Data entries
== Segment start ==
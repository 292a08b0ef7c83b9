//! CLI module for hubcheck
//!
//! ## Commands
//!
//! - `run <script>` - Run one script under the interpreter and print its raw output
//! - `isolated [path]` - Run every isolated script under a directory and report pass/skip/fail
//! - `which <command>` - Resolve a command on `PATH`
//!
//! ## Design
//!
//! The CLI uses clap for argument parsing with derive macros.
//! Command functions return `CliResult<T>` instead of calling `process::exit`.
//! Only the top-level `run()` function handles errors and exits.

// Enforce explicit error handling - no panicking in production code
#![deny(clippy::unwrap_used)]
#![deny(clippy::expect_used)]

pub mod commands;

use std::fmt;
use std::path::PathBuf;
use std::process;
use std::time::Duration;

use clap::{Parser, Subcommand, ValueEnum};

use crate::config::{HarnessConfig, parse_timeout};
use crate::harness::{ALARM_EXIT_CODE, HarnessError};
use crate::version::HUBCHECK_VERSION;

// ============================================================================
// CLI Error handling
// ============================================================================

/// Exit code for CLI operations.
#[derive(Debug, Clone, Copy, PartialEq, Eq)]
pub struct ExitCode(pub i32);

impl ExitCode {
    pub const SUCCESS: ExitCode = ExitCode(0);
    pub const FAILURE: ExitCode = ExitCode(1);
    /// Same status `timeout(1)` uses.
    pub const TIMEOUT: ExitCode = ExitCode(ALARM_EXIT_CODE);
}

/// Error type for CLI operations.
///
/// Contains a user-facing message and an exit code. The CLI entry point
/// catches these errors, prints the message, and exits with the code.
#[derive(Debug)]
pub struct CliError {
    /// User-facing error message (already formatted for display)
    pub message: String,
    /// Exit code to return to the shell
    pub exit_code: ExitCode,
}

impl CliError {
    /// Create a new CLI error with a message and exit code.
    pub fn new(message: impl Into<String>, exit_code: ExitCode) -> Self {
        Self {
            message: message.into(),
            exit_code,
        }
    }

    /// Create a failure error (exit code 1).
    pub fn failure(message: impl Into<String>) -> Self {
        Self::new(message, ExitCode::FAILURE)
    }
}

impl fmt::Display for CliError {
    fn fmt(&self, f: &mut fmt::Formatter<'_>) -> fmt::Result {
        write!(f, "{}", self.message)
    }
}

impl std::error::Error for CliError {}

/// Harness errors are rendered as miette diagnostics.
impl From<HarnessError> for CliError {
    fn from(err: HarnessError) -> Self {
        let exit_code = match err {
            HarnessError::SubprocessTimeout { .. } => ExitCode::TIMEOUT,
            _ => ExitCode::FAILURE,
        };
        Self::new(format!("{:?}", miette::Report::new(err)), exit_code)
    }
}

/// Result type for CLI operations.
pub type CliResult<T> = Result<T, CliError>;

// ============================================================================
// Clap CLI definition
// ============================================================================

/// Test harness for cooperative-runtime code
#[derive(Parser, Debug)]
#[command(name = "hubcheck")]
#[command(version = HUBCHECK_VERSION)]
#[command(about = "Run isolated test scripts with deadlines and a pass/skip/fail protocol", long_about = None)]
pub struct Cli {
    #[command(subcommand)]
    pub command: Command,

    /// Interpreter that runs scripts (overrides HUBCHECK_INTERPRETER)
    #[arg(long, global = true, value_name = "PATH")]
    pub interpreter: Option<PathBuf>,
}

#[derive(Subcommand, Debug)]
pub enum Command {
    /// Run one script and print its raw output
    Run {
        /// Script to run (extension appended when missing)
        #[arg(value_name = "SCRIPT")]
        script: PathBuf,
        #[command(flatten)]
        limits: ScriptArgs,
    },

    /// Run isolated scripts and report pass/skip/fail
    Isolated {
        /// Script file or directory (default: the configured isolated directory)
        #[arg(value_name = "PATH")]
        path: Option<PathBuf>,
        /// Verbose output
        #[arg(short, long)]
        verbose: bool,
        /// Stop on first failure
        #[arg(short = 'x', long = "exitfirst")]
        stop_on_fail: bool,
        /// Only run scripts whose name contains this keyword
        #[arg(short = 'k', value_name = "EXPR")]
        filter: Option<String>,
        /// Report format
        #[arg(long, value_enum, default_value_t = ReportFormat::Console)]
        format: ReportFormat,
        #[command(flatten)]
        limits: ScriptArgs,
    },

    /// Resolve a command on PATH
    Which {
        #[arg(value_name = "COMMAND")]
        command: String,
    },
}

/// Options shared by every command that launches scripts.
#[derive(clap::Args, Debug, Clone, Default)]
pub struct ScriptArgs {
    /// Per-script timeout in seconds (default: HUBCHECK_TIMEOUT or 10)
    #[arg(long, value_name = "SECS", value_parser = parse_timeout_arg)]
    pub timeout: Option<Duration>,
    /// Extra environment variable for the child
    #[arg(short = 'e', long = "env", value_name = "KEY=VALUE", value_parser = parse_env_arg)]
    pub env: Vec<(String, String)>,
}

#[derive(ValueEnum, Debug, Clone, Copy, PartialEq, Eq, Default)]
pub enum ReportFormat {
    #[default]
    Console,
    Json,
}

fn parse_timeout_arg(raw: &str) -> Result<Duration, String> {
    parse_timeout(raw).map_err(|e| e.to_string())
}

fn parse_env_arg(raw: &str) -> Result<(String, String), String> {
    match raw.split_once('=') {
        Some((key, value)) if !key.is_empty() => Ok((key.to_string(), value.to_string())),
        _ => Err(format!("expected KEY=VALUE, got {raw:?}")),
    }
}

// ============================================================================
// CLI entry point
// ============================================================================

/// Main CLI entry point.
///
/// This is the only place where `process::exit` is called. All command
/// implementations return `CliResult` and errors are handled here.
pub fn run() {
    let cli = Cli::parse();

    match execute(cli) {
        Ok(exit_code) => {
            if exit_code.0 != 0 {
                process::exit(exit_code.0);
            }
        }
        Err(e) => {
            if !e.message.is_empty() {
                eprintln!("{}", e.message);
            }
            process::exit(e.exit_code.0);
        }
    }
}

/// Execute the CLI command and return result.
fn execute(cli: Cli) -> CliResult<ExitCode> {
    let mut config = HarnessConfig::from_env()?;
    if let Some(interpreter) = cli.interpreter {
        config = config.with_interpreter(interpreter);
    }

    match cli.command {
        Command::Run { script, limits } => commands::run_script(config, &script, &limits),
        Command::Isolated {
            path,
            verbose,
            stop_on_fail,
            filter,
            format,
            limits,
        } => {
            let path = path.unwrap_or_else(|| config.isolated_dir.clone());
            commands::run_isolated(
                config,
                &path,
                commands::IsolatedOptions {
                    verbose,
                    stop_on_fail,
                    filter,
                    format,
                    limits,
                },
            )
        }
        Command::Which { command } => commands::which(&command),
    }
}

// ============================================================================
// Tests
// ============================================================================

#[cfg(test)]
#[allow(clippy::unwrap_used)]
mod tests {
    use super::*;

    #[test]
    fn test_cli_parse_run() {
        let cli = Cli::try_parse_from(["hubcheck", "run", "check.sh", "--timeout", "1.5", "-e", "MODE=fast"]).unwrap();
        if let Command::Run { script, limits } = cli.command {
            assert_eq!(script, PathBuf::from("check.sh"));
            assert_eq!(limits.timeout, Some(Duration::from_millis(1500)));
            assert_eq!(limits.env, vec![("MODE".to_string(), "fast".to_string())]);
        } else {
            panic!("Expected Run command");
        }
    }

    #[test]
    fn test_cli_parse_isolated() {
        let cli =
            Cli::try_parse_from(["hubcheck", "isolated", "-v", "-x", "-k", "patcher", "--format", "json"]).unwrap();
        if let Command::Isolated {
            path,
            verbose,
            stop_on_fail,
            filter,
            format,
            ..
        } = cli.command
        {
            assert!(path.is_none());
            assert!(verbose);
            assert!(stop_on_fail);
            assert_eq!(filter.as_deref(), Some("patcher"));
            assert_eq!(format, ReportFormat::Json);
        } else {
            panic!("Expected Isolated command");
        }
    }

    #[test]
    fn test_cli_parse_global_interpreter() {
        let cli = Cli::try_parse_from(["hubcheck", "which", "sh", "--interpreter", "/usr/bin/python3"]).unwrap();
        assert_eq!(cli.interpreter, Some(PathBuf::from("/usr/bin/python3")));
        assert!(matches!(cli.command, Command::Which { ref command } if command == "sh"));
    }

    #[test]
    fn test_cli_rejects_bad_arguments() {
        assert!(Cli::try_parse_from(["hubcheck", "run", "x", "--timeout", "0"]).is_err());
        assert!(Cli::try_parse_from(["hubcheck", "run", "x", "-e", "NOEQUALS"]).is_err());
        assert!(Cli::try_parse_from(["hubcheck", "isolated", "--format", "xml"]).is_err());
    }

    #[test]
    fn test_timeout_error_maps_to_timeout_exit_code() {
        let err: CliError = HarnessError::SubprocessTimeout {
            timeout: Duration::from_secs(1),
            path: PathBuf::from("/tmp/slow.sh"),
        }
        .into();
        assert_eq!(err.exit_code, ExitCode::TIMEOUT);
        assert!(err.message.contains("run_script timeout=1"), "{}", err.message);

        let err: CliError = HarnessError::CommandNotFound {
            command: "python9".to_string(),
        }
        .into();
        assert_eq!(err.exit_code, ExitCode::FAILURE);
    }
}
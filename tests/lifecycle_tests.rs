//! Lifecycle tests against the lab hub
//!
//! These play the part of the runtime's own test suite: logical threads register listeners and timers on the
//! hub, and the harness must catch whatever they leave behind.

use std::time::Duration;

use hubcheck::harness::{
    HarnessError, HarnessResult, LimitedTestCase, SchedulerSnapshot, TestSettings, assert_less_than, using_hub,
};
use hubcheck::{Hub, LabHub};
use hubcheck_core::{PatchRegistry, PatchRequest, Patcher, ThreadPool};

#[test]
fn test_well_behaved_server_leaves_hub_empty() {
    let hub = LabHub::with_virtual_clock();
    let case = LimitedTestCase::set_up("test_echo_server", &hub, TestSettings::new()).unwrap();

    case.run(|case| {
        let hub = case.hub();
        hub.set_current_thread("server");
        let listener = hub.add_reader(7, Some("accept"));
        hub.set_current_thread("main");

        hub.sleep(Duration::from_millis(50))?;
        hub.remove_listener(listener);
        Ok(())
    })
    .unwrap();

    assert!(SchedulerSnapshot::capture(&hub).is_empty());
}

#[test]
fn test_leak_message_names_the_owner() {
    let hub = LabHub::with_virtual_clock();
    let case = LimitedTestCase::set_up("test_forgets_writer", &hub, TestSettings::new()).unwrap();

    let err = case
        .run(|case| {
            case.hub().set_current_thread("green-3");
            case.hub().add_writer(11, None);
            Ok(())
        })
        .unwrap_err();

    insta::assert_snapshot!(
        err.to_string(),
        @r#"scheduler leak detected: Readers:  (0) Writers: Listener listener#2 (fd 11, write) for green thread "green-3" with run callback None (1) Timers: 0"#
    );
}

#[test]
fn test_timeout_then_leak_are_both_reported() {
    let hub = LabHub::with_virtual_clock();
    let settings = TestSettings::new().with_timeout(Duration::from_millis(20));
    let case = LimitedTestCase::set_up("test_hangs_with_reader", &hub, settings).unwrap();

    let err = case
        .run(|case| {
            case.hub().add_reader(3, Some("recv"));
            case.hub().sleep(Duration::from_secs(60))?;
            Ok(())
        })
        .unwrap_err();

    match err {
        HarnessError::TeardownFailed { primary, failures } => {
            assert!(matches!(
                primary.as_deref(),
                Some(HarnessError::CooperativeTimeoutExceeded { .. })
            ));
            assert!(matches!(failures.as_slice(), [HarnessError::SchedulerLeakDetected(s)] if s.readers.len() == 1));
        }
        other => panic!("unexpected {other:?}"),
    }
}

#[test]
fn test_cooperative_timeout_can_be_caught_by_the_body() {
    let hub = LabHub::with_virtual_clock();
    let settings = TestSettings::new().with_timeout(Duration::from_millis(100));
    let case = LimitedTestCase::set_up("test_recovers", &hub, settings).unwrap();

    let caught = case
        .run(|case| -> HarnessResult<bool> {
            match case.hub().sleep(Duration::from_secs(1)) {
                Err(expired) => {
                    assert_eq!(expired.after, Duration::from_millis(100));
                    Ok(true)
                }
                Ok(()) => Ok(false),
            }
        })
        .unwrap();
    assert!(caught);
}

#[test]
fn test_pool_work_finishes_before_leak_check() {
    let hub = LabHub::new();
    let pool = ThreadPool::new();
    let case = LimitedTestCase::set_up("test_tpool", &hub, TestSettings::new())
        .unwrap()
        .with_pool(&pool);

    let sum = case
        .run(|_| {
            let sum = pool
                .execute(|| (1..=10).sum::<u32>())
                .map_err(|e| HarnessError::Assertion(e.to_string()))?;
            pool.submit(|| std::thread::sleep(Duration::from_millis(20)))
                .map_err(|e| HarnessError::Assertion(e.to_string()))?;
            Ok(sum)
        })
        .unwrap();
    assert_eq!(sum, 55);
    assert_eq!(hubcheck_core::WorkerPool::outstanding(&pool), 0);
}

#[test]
fn test_skip_on_this_hub() {
    let hub = LabHub::with_virtual_clock();
    let settings = TestSettings::new().skip_if(using_hub(hub_name()));
    let case = LimitedTestCase::set_up("test_epoll_only", &hub, settings).unwrap();
    assert!(case.run(|_| Ok(())).unwrap_err().is_skip());
}

fn hub_name() -> &'static str {
    "lab"
}

#[test]
fn test_patching_inside_a_test() {
    let hub = LabHub::with_virtual_clock();
    let case = LimitedTestCase::set_up("test_patch_socket_only", &hub, TestSettings::new()).unwrap();

    case.run(|_| {
        let mut registry = PatchRegistry::default();
        let patched = registry
            .apply(&PatchRequest::new().module("socket", true))
            .map_err(|e| HarnessError::Assertion(e.to_string()))?;
        assert_eq!(patched, vec!["socket".to_string()]);
        assert!(!registry.is_patched("thread"));
        assert_less_than(registry.patched_modules().len(), 2, None)
    })
    .unwrap();
}
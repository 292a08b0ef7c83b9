//! Isolated-script result protocol
//!
//! A script reports its result on stdout. Only the last non-empty line counts: exactly `pass` is a pass, a line
//! starting with `skip` is a skip (reason after the first `:`), anything else is a failure.

use std::fmt;
use std::io::{self, Write};

use super::errors::HarnessError;

/// Result of one isolated script, derived from its output alone.
#[derive(Debug, Clone, PartialEq, Eq)]
pub enum ProtocolVerdict {
    Pass,
    Skip(Option<String>),
    /// Carries the whole captured output.
    Fail(String),
}

impl ProtocolVerdict {
    pub fn is_pass(&self) -> bool {
        matches!(self, ProtocolVerdict::Pass)
    }

    pub fn into_result(self) -> Result<(), HarnessError> {
        match self {
            ProtocolVerdict::Pass => Ok(()),
            ProtocolVerdict::Skip(reason) => Err(HarnessError::SubprocessSkip { reason }),
            ProtocolVerdict::Fail(output) => Err(HarnessError::SubprocessProtocolFailure { output }),
        }
    }
}

/// The protocol line a script prints for this verdict.
impl fmt::Display for ProtocolVerdict {
    fn fmt(&self, f: &mut fmt::Formatter<'_>) -> fmt::Result {
        match self {
            ProtocolVerdict::Pass => f.write_str("pass"),
            ProtocolVerdict::Skip(None) => f.write_str("skip"),
            ProtocolVerdict::Skip(Some(reason)) => write!(f, "skip:{reason}"),
            ProtocolVerdict::Fail(output) => f.write_str(output),
        }
    }
}

fn last_line(output: &str) -> Option<&str> {
    output.trim_end().lines().next_back()
}

/// Classify raw child output. Invalid UTF-8 is replaced, never rejected.
pub fn classify(output: &[u8]) -> ProtocolVerdict {
    let text = String::from_utf8_lossy(output);
    match last_line(&text) {
        Some("pass") => ProtocolVerdict::Pass,
        Some(line) if line.starts_with("skip") => {
            let reason = line
                .split_once(':')
                .map(|(_, reason)| reason.trim())
                .filter(|reason| !reason.is_empty())
                .map(str::to_string);
            ProtocolVerdict::Skip(reason)
        }
        _ => ProtocolVerdict::Fail(text.into_owned()),
    }
}

/// Print the protocol line for `verdict` from inside an isolated program.
pub fn report(verdict: &ProtocolVerdict) -> io::Result<()> {
    let mut stdout = io::stdout().lock();
    writeln!(stdout, "{verdict}")?;
    stdout.flush()
}
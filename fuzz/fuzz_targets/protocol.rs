#![no_main]

use hubcheck::harness::{ProtocolVerdict, classify};
use libfuzzer_sys::fuzz_target;

fuzz_target!(|data: &[u8]| {
    // Any byte string classifies; failures keep the (lossily decoded) output whole
    if let ProtocolVerdict::Fail(output) = classify(data) {
        assert_eq!(output, String::from_utf8_lossy(data));
    }
});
== Segment end ==
Work instruction:
Repeat exactly the lines of the data from the first one through the line with "to the shell", both of them included.

Answer space:
repository 292a08b0ef7c83b9
//! CLI module for hubcheck
//!
//! ## Commands
//!
//! - `run <script>` - Run one script under the interpreter and print its raw output
//! - `isolated [path]` - Run every isolated script under a directory and report pass/skip/fail
//! - `which <command>` - Resolve a command on `PATH`
//!
//! ## Design
//!
//! The CLI uses clap for argument parsing with derive macros.
//! Command functions return `CliResult<T>` instead of calling `process::exit`.
//! Only the top-level `run()` function handles errors and exits.

// Enforce explicit error handling - no panicking in production code
#![deny(clippy::unwrap_used)]
#![deny(clippy::expect_used)]

pub mod commands;

use std::fmt;
use std::path::PathBuf;
use std::process;
use std::time::Duration;

use clap::{Parser, Subcommand, ValueEnum};

use crate::config::{HarnessConfig, parse_timeout};
use crate::harness::{ALARM_EXIT_CODE, HarnessError};
use crate::version::HUBCHECK_VERSION;

// ============================================================================
// CLI Error handling
// ============================================================================

/// Exit code for CLI operations.
#[derive(Debug, Clone, Copy, PartialEq, Eq)]
pub struct ExitCode(pub i32);

impl ExitCode {
    pub const SUCCESS: ExitCode = ExitCode(0);
    pub const FAILURE: ExitCode = ExitCode(1);
    /// Same status `timeout(1)` uses.
    pub const TIMEOUT: ExitCode = ExitCode(ALARM_EXIT_CODE);
}

/// Error type for CLI operations.
///
/// Contains a user-facing message and an exit code. The CLI entry point
/// catches these errors, prints the message, and exits with the code.
#[derive(Debug)]
pub struct CliError {
    /// User-facing error message (already formatted for display)
    pub message: String,
    /// Exit code to return to the shell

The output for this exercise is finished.